Line by line, output the entries below exactly as they appear.
++++++++
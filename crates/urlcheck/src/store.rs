//! Last-result and counter aggregation behind a single lock.

use crate::types::{CheckResult, Target};
use std::collections::{BTreeMap, HashMap};
use std::sync::Arc;
use tokio::sync::{RwLock, mpsc};
use tokio_util::sync::CancellationToken;
use tracing::{debug, warn};

/// Aggregated state of one target
#[derive(Debug, Clone, PartialEq)]
pub struct TargetSnapshot {
    pub url: String,
    pub host: String,
    pub path: String,
    /// Absent until the first check completes
    pub last_result: Option<CheckResult>,
    /// Status label → number of results carrying it
    pub counters: BTreeMap<String, u64>,
}

impl TargetSnapshot {
    fn new(url: &str, host: &str, path: &str) -> Self {
        Self {
            url: url.to_string(),
            host: host.to_string(),
            path: path.to_string(),
            last_result: None,
            counters: BTreeMap::new(),
        }
    }

    /// Count for one status label, zero if never seen.
    pub fn counter(&self, label: &str) -> u64 {
        self.counters.get(label).copied().unwrap_or(0)
    }

    /// Sum over all labels
    pub fn total(&self) -> u64 {
        self.counters.values().sum()
    }
}

/// Owned, consistent copy of the store
#[derive(Debug, Clone, Default, PartialEq)]
pub struct StoreSnapshot {
    /// Configured targets first, in configured order
    pub targets: Vec<TargetSnapshot>,
}

impl StoreSnapshot {
    pub fn get(&self, url: &str) -> Option<&TargetSnapshot> {
        self.targets.iter().find(|t| t.url == url)
    }

    pub fn iter(&self) -> impl Iterator<Item = &TargetSnapshot> {
        self.targets.iter()
    }

    pub fn len(&self) -> usize {
        self.targets.len()
    }

    pub fn is_empty(&self) -> bool {
        self.targets.is_empty()
    }
}

#[derive(Debug, Default)]
struct State {
    entries: Vec<TargetSnapshot>,
    index: HashMap<String, usize>,
}

impl State {
    fn insert(&mut self, entry: TargetSnapshot) -> usize {
        if let Some(&idx) = self.index.get(&entry.url) {
            return idx;
        }
        let idx = self.entries.len();
        self.index.insert(entry.url.clone(), idx);
        self.entries.push(entry);
        idx
    }
}

/// In-memory aggregation of check results.
///
/// The last result and the counter increment for a result are applied under
/// one write lock, so readers never see one without the other.
#[derive(Debug, Default)]
pub struct AggregationStore {
    inner: RwLock<State>,
}

impl AggregationStore {
    /// Create a store with an empty counter map for every target.
    pub fn new(targets: &[Arc<Target>]) -> Self {
        let mut state = State::default();
        for target in targets {
            state.insert(TargetSnapshot::new(
                target.as_str(),
                target.host(),
                target.path(),
            ));
        }
        Self {
            inner: RwLock::new(state),
        }
    }

    /// Record one result.
    pub async fn ingest(&self, result: CheckResult) {
        let label = result.status_label();
        let mut state = self.inner.write().await;

        let existing = state.index.get(&result.url).copied();
        let idx = match existing {
            Some(idx) => idx,
            None => {
                warn!(url = %result.url, "Result for unconfigured target");
                state.insert(TargetSnapshot::new(&result.url, &result.host, &result.path))
            }
        };

        let entry = &mut state.entries[idx];
        *entry.counters.entry(label).or_insert(0) += 1;
        entry.last_result = Some(result);
    }

    /// Copy the current state.
    pub async fn snapshot(&self) -> StoreSnapshot {
        let state = self.inner.read().await;
        StoreSnapshot {
            targets: state.entries.clone(),
        }
    }

    /// Number of tracked targets
    pub async fn len(&self) -> usize {
        self.inner.read().await.entries.len()
    }

    pub async fn is_empty(&self) -> bool {
        self.len().await == 0
    }

    /// Drain `results` into the store until the queue closes or `cancel` fires.
    ///
    /// On cancellation the queue is closed and whatever is already buffered
    /// is still ingested.
    pub async fn consume(&self, mut results: mpsc::Receiver<CheckResult>, cancel: CancellationToken) {
        debug!("Result consumer started");

        loop {
            tokio::select! {
                biased;
                received = results.recv() => match received {
                    Some(result) => self.ingest(result).await,
                    None => {
                        debug!("Result queue closed, consumer stopping");
                        return;
                    }
                },
                _ = cancel.cancelled() => break,
            }
        }

        results.close();
        let mut drained = 0usize;
        while let Some(result) = results.recv().await {
            self.ingest(result).await;
            drained += 1;
        }
        debug!(drained, "Result consumer stopped");
    }
}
++++++++
* [RESULT BELOW]
filename crates/urlcheck/src/store.rs
//! Last-result and counter aggregation behind a single lock.

use crate::types::{CheckResult, Target};
use std::collections::{BTreeMap, HashMap};
use std::sync::Arc;
use tokio::sync::{RwLock, mpsc};
use tokio_util::sync::CancellationToken;
use tracing::{debug, warn};

/// Aggregated state of one target
#[derive(Debug, Clone, PartialEq)]
pub struct TargetSnapshot {
    pub url: String,
    pub host: String,
    pub path: String,
    /// Absent until the first check completes
    pub last_result: Option<CheckResult>,
    /// Status label → number of results carrying it
    pub counters: BTreeMap<String, u64>,
}

impl TargetSnapshot {
    fn new(url: &str, host: &str, path: &str) -> Self {
        Self {
            url: url.to_string(),
            host: host.to_string(),
            path: path.to_string(),
            last_result: None,
            counters: BTreeMap::new(),
        }
    }

    /// Count for one status label, zero if never seen.
    pub fn counter(&self, label: &str) -> u64 {
        self.counters.get(label).copied().unwrap_or(0)
    }

    /// Sum over all labels
    pub fn total(&self) -> u64 {
        self.counters.values().sum()
    }
}

/// Owned, consistent copy of the store
#[derive(Debug, Clone, Default, PartialEq)]
pub struct StoreSnapshot {
    /// Configured targets first, in configured order
    pub targets: Vec<TargetSnapshot>,
}

impl StoreSnapshot {
    pub fn get(&self, url: &str) -> Option<&TargetSnapshot> {
        self.targets.iter().find(|t| t.url == url)
    }

    pub fn iter(&self) -> impl Iterator<Item = &TargetSnapshot> {
        self.targets.iter()
    }

    pub fn len(&self) -> usize {
        self.targets.len()
    }

    pub fn is_empty(&self) -> bool {
        self.targets.is_empty()
    }
}

#[derive(Debug, Default)]
struct State {
    entries: Vec<TargetSnapshot>,
    index: HashMap<String, usize>,
}

impl State {
    fn insert(&mut self, entry: TargetSnapshot) -> usize {
        if let Some(&idx) = self.index.get(&entry.url) {
            return idx;
        }
        let idx = self.entries.len();
        self.index.insert(entry.url.clone(), idx);
        self.entries.push(entry);
        idx
    }
}

/// In-memory aggregation of check results.
///
/// The last result and the counter increment for a result are applied under
/// one write lock, so readers never see one without the other.
#[derive(Debug, Default)]
pub struct AggregationStore {
    inner: RwLock<State>,
}

impl AggregationStore {
    /// Create a store with an empty counter map for every target.
    pub fn new(targets: &[Arc<Target>]) -> Self {
        let mut state = State::default();
        for target in targets {
            state.insert(TargetSnapshot::new(
                target.as_str(),
                target.host(),
                target.path(),
            ));
        }
        Self {
            inner: RwLock::new(state),
        }
    }

    /// Record one result.
    pub async fn ingest(&self, result: CheckResult) {
        let label = result.status_label();
        let mut state = self.inner.write().await;

        let existing = state.index.get(&result.url).copied();
        let idx = match existing {
            Some(idx) => idx,
            None => {
                warn!(url = %result.url, "Result for unconfigured target");
                state.insert(TargetSnapshot::new(&result.url, &result.host, &result.path))
            }
        };

        let entry = &mut state.entries[idx];
        *entry.counters.entry(label).or_insert(0) += 1;
        entry.last_result = Some(result);
    }

    /// Copy the current state.
    pub async fn snapshot(&self) -> StoreSnapshot {
        let state = self.inner.read().await;
        StoreSnapshot {
            targets: state.entries.clone(),
        }
    }

    /// Number of tracked targets
    pub async fn len(&self) -> usize {
        self.inner.read().await.entries.len()
    }

    pub async fn is_empty(&self) -> bool {
        self.len().await == 0
    }

    /// Drain `results` into the store until the queue closes or `cancel` fires.
    ///
    /// On cancellation the queue is closed and whatever is already buffered
    /// is still ingested.
    pub async fn consume(&self, mut results: mpsc::Receiver<CheckResult>, cancel: CancellationToken) {
        debug!("Result consumer started");

        loop {
            tokio::select! {
                biased;
                received = results.recv() => match received {
                    Some(result) => self.ingest(result).await,
                    None => {
                        debug!("Result queue closed, consumer stopping");
                        return;
                    }
                },
                _ = cancel.cancelled() => break,
            }
        }

        results.close();
        let mut drained = 0usize;
        while let Some(result) = results.recv().await {
            self.ingest(result).await;
            drained += 1;
        }
        debug!(drained, "Result consumer stopped");
    }
}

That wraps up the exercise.